Your task is to copy each line of the records that includes the string "banco".

_____

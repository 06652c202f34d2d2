// src/db/user_repo.rs

use chrono::{DateTime, Utc};
use sqlx::{Executor, PgPool, Postgres};

use crate::{
    common::error::AppError,
    models::auth::{UpdateUserPayload, User},
};

const USER_COLUMNS: &str = "id, nome, email, senha_hash, telefone, cnpj, razao_social, \
    inscricao_municipal, codigo_municipio, expo_push_token, reset_token_hash, \
    reset_token_expira_em, reset_tentativas, created_at, updated_at";

// O repositório de usuários, responsável por todas as interações com a tabela 'usuarios'
#[derive(Clone)]
pub struct UserRepository {
    pool: PgPool,
}

/// E-mails são guardados aparados e em minúsculas.
pub fn normalize_email(email: &str) -> String {
    email.trim().to_lowercase()
}

fn map_unique_email(e: sqlx::Error) -> AppError {
    if let sqlx::Error::Database(db_err) = &e {
        if db_err.is_unique_violation() && db_err.constraint() == Some("usuarios_email_lower_key") {
            return AppError::EmailAlreadyExists;
        }
    }
    e.into()
}

impl UserRepository {
    pub fn new(pool: PgPool) -> Self {
        Self { pool }
    }

    pub async fn find_by_email(&self, email: &str) -> Result<Option<User>, AppError> {
        let user = sqlx::query_as::<_, User>(&format!(
            "SELECT {} FROM usuarios WHERE LOWER(email) = LOWER($1)",
            USER_COLUMNS
        ))
        .bind(email)
        .fetch_optional(&self.pool)
        .await?;
        Ok(user)
    }

    pub async fn find_by_id(&self, id: i32) -> Result<Option<User>, AppError> {
        let user = sqlx::query_as::<_, User>(&format!("SELECT {} FROM usuarios WHERE id = $1", USER_COLUMNS))
            .bind(id)
            .fetch_optional(&self.pool)
            .await?;
        Ok(user)
    }

    // Cria o usuário dentro da transação do cadastro; e-mail duplicado vira 409
    pub async fn create_user<'e, E>(
        &self,
        executor: E,
        nome: &str,
        email: &str,
        senha_hash: &str,
        telefone: Option<&str>,
        cnpj: Option<&str>,
        razao_social: Option<&str>,
        inscricao_municipal: Option<&str>,
        codigo_municipio: Option<&str>,
    ) -> Result<User, AppError>
    where
        E: Executor<'e, Database = Postgres>,
    {
        let user = sqlx::query_as::<_, User>(&format!(
            r#"
            INSERT INTO usuarios (
                nome, email, senha_hash, telefone,
                cnpj, razao_social, inscricao_municipal, codigo_municipio
            )
            VALUES ($1, $2, $3, $4, $5, $6, $7, $8)
            RETURNING {}
            "#,
            USER_COLUMNS
        ))
        .bind(nome)
        .bind(email)
        .bind(senha_hash)
        .bind(telefone)
        .bind(cnpj)
        .bind(razao_social)
        .bind(inscricao_municipal)
        .bind(codigo_municipio)
        .fetch_one(executor)
        .await
        .map_err(map_unique_email)?;

        Ok(user)
    }

    pub async fn update_profile(&self, id: i32, payload: &UpdateUserPayload) -> Result<User, AppError> {
        let user = sqlx::query_as::<_, User>(&format!(
            r#"
            UPDATE usuarios SET
                nome = COALESCE($2, nome),
                email = COALESCE($3, email),
                telefone = COALESCE($4, telefone),
                cnpj = COALESCE($5, cnpj),
                razao_social = COALESCE($6, razao_social),
                inscricao_municipal = COALESCE($7, inscricao_municipal),
                codigo_municipio = COALESCE($8, codigo_municipio),
                updated_at = NOW()
            WHERE id = $1
            RETURNING {}
            "#,
            USER_COLUMNS
        ))
        .bind(id)
        .bind(payload.nome.as_deref())
        .bind(payload.email.as_deref().map(normalize_email))
        .bind(payload.telefone.as_deref())
        .bind(payload.cnpj.as_deref())
        .bind(payload.razao_social.as_deref())
        .bind(payload.inscricao_municipal.as_deref())
        .bind(payload.codigo_municipio.as_deref())
        .fetch_optional(&self.pool)
        .await
        .map_err(map_unique_email)?
        .ok_or_else(|| AppError::not_found("Usuário"))?;

        Ok(user)
    }

    pub async fn set_push_token(&self, id: i32, token: Option<&str>) -> Result<(), AppError> {
        sqlx::query("UPDATE usuarios SET expo_push_token = $2, updated_at = NOW() WHERE id = $1")
            .bind(id)
            .bind(token)
            .execute(&self.pool)
            .await?;
        Ok(())
    }

    /// Remove a conta; as chaves estrangeiras apagam todos os dados do prestador.
    pub async fn delete(&self, id: i32) -> Result<bool, AppError> {
        let result = sqlx::query("DELETE FROM usuarios WHERE id = $1")
            .bind(id)
            .execute(&self.pool)
            .await?;
        Ok(result.rows_affected() > 0)
    }

    // =========================================================================
    //  RECUPERAÇÃO DE SENHA
    // =========================================================================

    pub async fn save_reset_code(
        &self,
        id: i32,
        code_hash: &str,
        expira_em: DateTime<Utc>,
    ) -> Result<(), AppError> {
        sqlx::query(
            r#"
            UPDATE usuarios SET reset_token_hash = $2, reset_token_expira_em = $3, reset_tentativas = 0
            WHERE id = $1
            "#,
        )
        .bind(id)
        .bind(code_hash)
        .bind(expira_em)
        .execute(&self.pool)
        .await?;
        Ok(())
    }

    /// Conta um código errado; ao chegar em `max` o código em vigor é descartado.
    pub async fn register_failed_reset(&self, id: i32, max: i32) -> Result<i32, AppError> {
        let tentativas: i32 = sqlx::query_scalar(
            r#"
            UPDATE usuarios SET
                reset_tentativas = reset_tentativas + 1,
                reset_token_hash = CASE WHEN reset_tentativas + 1 >= $2 THEN NULL ELSE reset_token_hash END,
                reset_token_expira_em = CASE WHEN reset_tentativas + 1 >= $2 THEN NULL ELSE reset_token_expira_em END
            WHERE id = $1
            RETURNING reset_tentativas
            "#,
        )
        .bind(id)
        .bind(max)
        .fetch_one(&self.pool)
        .await?;
        Ok(tentativas)
    }

    /// Troca a senha e invalida o código usado.
    pub async fn update_password(&self, id: i32, senha_hash: &str) -> Result<(), AppError> {
        sqlx::query(
            r#"
            UPDATE usuarios SET
                senha_hash = $2,
                reset_token_hash = NULL,
                reset_token_expira_em = NULL,
                reset_tentativas = 0,
                updated_at = NOW()
            WHERE id = $1
            "#,
        )
        .bind(id)
        .bind(senha_hash)
        .execute(&self.pool)
        .await?;
        Ok(())
    }
}
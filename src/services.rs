pub mod auth;
pub mod mailer;

// Integrações externas
pub mod fiscal;
pub mod google;
pub mod push;
pub mod token_store;

pub mod calendar_sync;
pub mod invoice_service;
pub mod notification_service;
pub mod scheduling_service;
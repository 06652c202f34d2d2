// src/models/client.rs

use chrono::{DateTime, Utc};
use serde::{Deserialize, Serialize};
use sqlx::FromRow;
use utoipa::ToSchema;
use validator::Validate;

#[derive(Debug, Clone, Serialize, Deserialize, FromRow, ToSchema)]
pub struct Client {
    #[schema(example = 1)]
    pub id: i32,
    #[schema(ignore)]
    pub usuario_id: i32,

    #[schema(example = "Maria da Silva")]
    pub nome: String,
    #[schema(example = "maria@email.com")]
    pub email: Option<String>,
    #[schema(example = "(11) 99999-8888")]
    pub telefone: Option<String>,
    #[schema(example = "123.456.789-09")]
    pub cpf_cnpj: Option<String>,

    // Endereço (usado como tomador na NFS-e)
    pub endereco: Option<String>,
    pub numero: Option<String>,
    pub bairro: Option<String>,
    pub cidade: Option<String>,
    #[schema(example = "SP")]
    pub uf: Option<String>,
    #[schema(example = "01001-000")]
    pub cep: Option<String>,

    pub observacoes: Option<String>,
    pub created_at: DateTime<Utc>,
    pub updated_at: DateTime<Utc>,
}

// Mesmo payload para criação e edição (PUT substitui o cadastro)
#[derive(Debug, Deserialize, Validate, ToSchema)]
pub struct ClientPayload {
    #[validate(
        required(message = "O nome do cliente é obrigatório."),
        length(min = 1, message = "O nome do cliente é obrigatório.")
    )]
    #[schema(example = "Maria da Silva")]
    pub nome: Option<String>,

    #[validate(email(message = "O e-mail fornecido é inválido."))]
    pub email: Option<String>,
    pub telefone: Option<String>,
    pub cpf_cnpj: Option<String>,
    pub endereco: Option<String>,
    pub numero: Option<String>,
    pub bairro: Option<String>,
    pub cidade: Option<String>,
    #[validate(length(equal = 2, message = "A UF deve ter 2 letras."))]
    pub uf: Option<String>,
    pub cep: Option<String>,
    pub observacoes: Option<String>,
}
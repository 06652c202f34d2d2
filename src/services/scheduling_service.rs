// src/services/scheduling_service.rs
//
// Agendamentos: a escrita local acontece numa transação e só depois do
// commit o evento é espelhado no Google Calendar.

use sqlx::PgPool;

use crate::{
    common::error::AppError,
    db::{
        ClientRepository, ScheduledServiceRepository,
        scheduled_service_repo::{ScheduledServiceRow, ScheduledServiceValues},
    },
    models::scheduled_service::{
        CalendarSyncStatus, CreateScheduledServicePayload, ScheduledService, ScheduledServiceResponse,
        UpdateScheduledServicePayload,
    },
    services::{
        calendar_sync::{CalendarSync, EventIdChange, SyncOutcome},
        google::CalendarEvent,
    },
};

pub fn values_for_create(payload: &CreateScheduledServicePayload) -> Result<ScheduledServiceValues, AppError> {
    let missing = |campo: &str| AppError::BadRequest(format!("O campo '{}' é obrigatório.", campo));

    Ok(ScheduledServiceValues {
        cliente_id: payload.cliente_id.ok_or_else(|| missing("cliente_id"))?,
        titulo: payload.titulo.clone().ok_or_else(|| missing("titulo"))?,
        descricao: payload.descricao.clone(),
        data: payload.data.ok_or_else(|| missing("data"))?,
        horario: payload.horario.ok_or_else(|| missing("horario"))?,
        status: payload.status.unwrap_or_default(),
    })
}

/// PUT parcial: o que não veio no corpo mantém o valor atual.
pub fn merge_update(current: &ScheduledServiceRow, payload: &UpdateScheduledServicePayload) -> ScheduledServiceValues {
    ScheduledServiceValues {
        cliente_id: payload.cliente_id.unwrap_or(current.cliente_id),
        titulo: payload.titulo.clone().unwrap_or_else(|| current.titulo.clone()),
        descricao: payload.descricao.clone().or_else(|| current.descricao.clone()),
        data: payload.data.unwrap_or(current.data),
        horario: payload.horario.unwrap_or(current.horario),
        status: payload.status.unwrap_or(current.status),
    }
}

fn calendar_event(servico: &ScheduledService) -> CalendarEvent {
    CalendarEvent::for_appointment(
        &servico.titulo,
        servico.descricao.as_deref(),
        servico.nome_cliente.as_deref(),
        servico.data,
        servico.horario,
    )
}

#[derive(Clone)]
pub struct SchedulingService {
    pool: PgPool,
    repo: ScheduledServiceRepository,
    client_repo: ClientRepository,
    calendar: CalendarSync,
}
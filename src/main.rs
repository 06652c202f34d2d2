//src/main.rs

use anyhow::Context;
use tokio::net::TcpListener;
use tracing_subscriber::EnvFilter;

use gestao_backend::{
    config::{AppState, Settings},
    routes::create_router,
};

#[tokio::main]
async fn main() -> anyhow::Result<()> {
    // Logger: RUST_LOG manda; sem ela, `info`
    tracing_subscriber::fmt()
        .with_env_filter(EnvFilter::try_from_default_env().unwrap_or_else(|_| EnvFilter::new("info")))
        .with_target(false)
        .compact()
        .init();

    let settings = Settings::from_env()?;
    let app_state = AppState::new(&settings).await?;

    // Faz o app rodar as migrações do SQLx na inicialização
    sqlx::migrate!()
        .run(&app_state.db_pool)
        .await
        .context("Falha ao rodar as migrações do banco de dados")?;

    tracing::info!("✅ Migrações do banco de dados executadas com sucesso!");

    // `gestao-backend notify-low-stock`: varredura única, para o cron
    if std::env::args().nth(1).as_deref() == Some("notify-low-stock") {
        app_state.notification_service.scan_low_stock().await?;
        return Ok(());
    }

    let app = create_router(app_state);

    // Inicia o servidor
    let listener = TcpListener::bind(&settings.bind_addr)
        .await
        .with_context(|| format!("Falha ao iniciar o listener TCP em {}", settings.bind_addr))?;
    tracing::info!("🚀 Servidor escutando em {}", listener.local_addr()?);
    axum::serve(listener, app).await.context("Erro no servidor Axum")?;

    Ok(())
}
// src/handlers/configs.rs

use axum::{
    Json,
    extract::{Path, State},
};

use crate::{
    common::{error::AppError, extract::ValidJson},
    config::AppState,
    middleware::auth::AuthenticatedUser,
    models::config::{Configuration, UpdateConfigPayload},
};

// GET /api/configs/{usuario_id}
#[utoipa::path(
    get,
    path = "/api/configs/{usuario_id}",
    tag = "Configurações",
    params(("usuario_id" = i32, Path, description = "ID do usuário")),
    responses(
        (status = 200, description = "Preferências do prestador", body = Configuration),
        (status = 403, description = "Configurações de outro usuário")
    ),
    security(("api_jwt" = []))
)]
pub async fn get_config(
    State(app_state): State<AppState>,
    AuthenticatedUser(user): AuthenticatedUser,
    Path(usuario_id): Path<i32>,
) -> Result<Json<Configuration>, AppError> {
    if usuario_id != user.id {
        return Err(AppError::Forbidden);
    }
    let row = app_state.config_repo.get_or_create(user.id).await?;
    Ok(Json(row.into()))
}

// PUT /api/configs/{usuario_id}
#[utoipa::path(
    put,
    path = "/api/configs/{usuario_id}",
    tag = "Configurações",
    params(("usuario_id" = i32, Path, description = "ID do usuário")),
    request_body = UpdateConfigPayload,
    responses(
        (status = 200, description = "Preferências atualizadas", body = Configuration),
        (status = 403, description = "Configurações de outro usuário")
    ),
    security(("api_jwt" = []))
)]
pub async fn update_config(
    State(app_state): State<AppState>,
    AuthenticatedUser(user): AuthenticatedUser,
    Path(usuario_id): Path<i32>,
    ValidJson(payload): ValidJson<UpdateConfigPayload>,
) -> Result<Json<Configuration>, AppError> {
    if usuario_id != user.id {
        return Err(AppError::Forbidden);
    }
    let row = app_state
        .config_repo
        .update(user.id, payload.notificacoes_ativas, payload.google_calendar_ativo)
        .await?;
    Ok(Json(row.into()))
}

_____

## Task answer
        .context("Falha ao rodar as migrações do banco de dados")?;
    tracing::info!("✅ Migrações do banco de dados executadas com sucesso!");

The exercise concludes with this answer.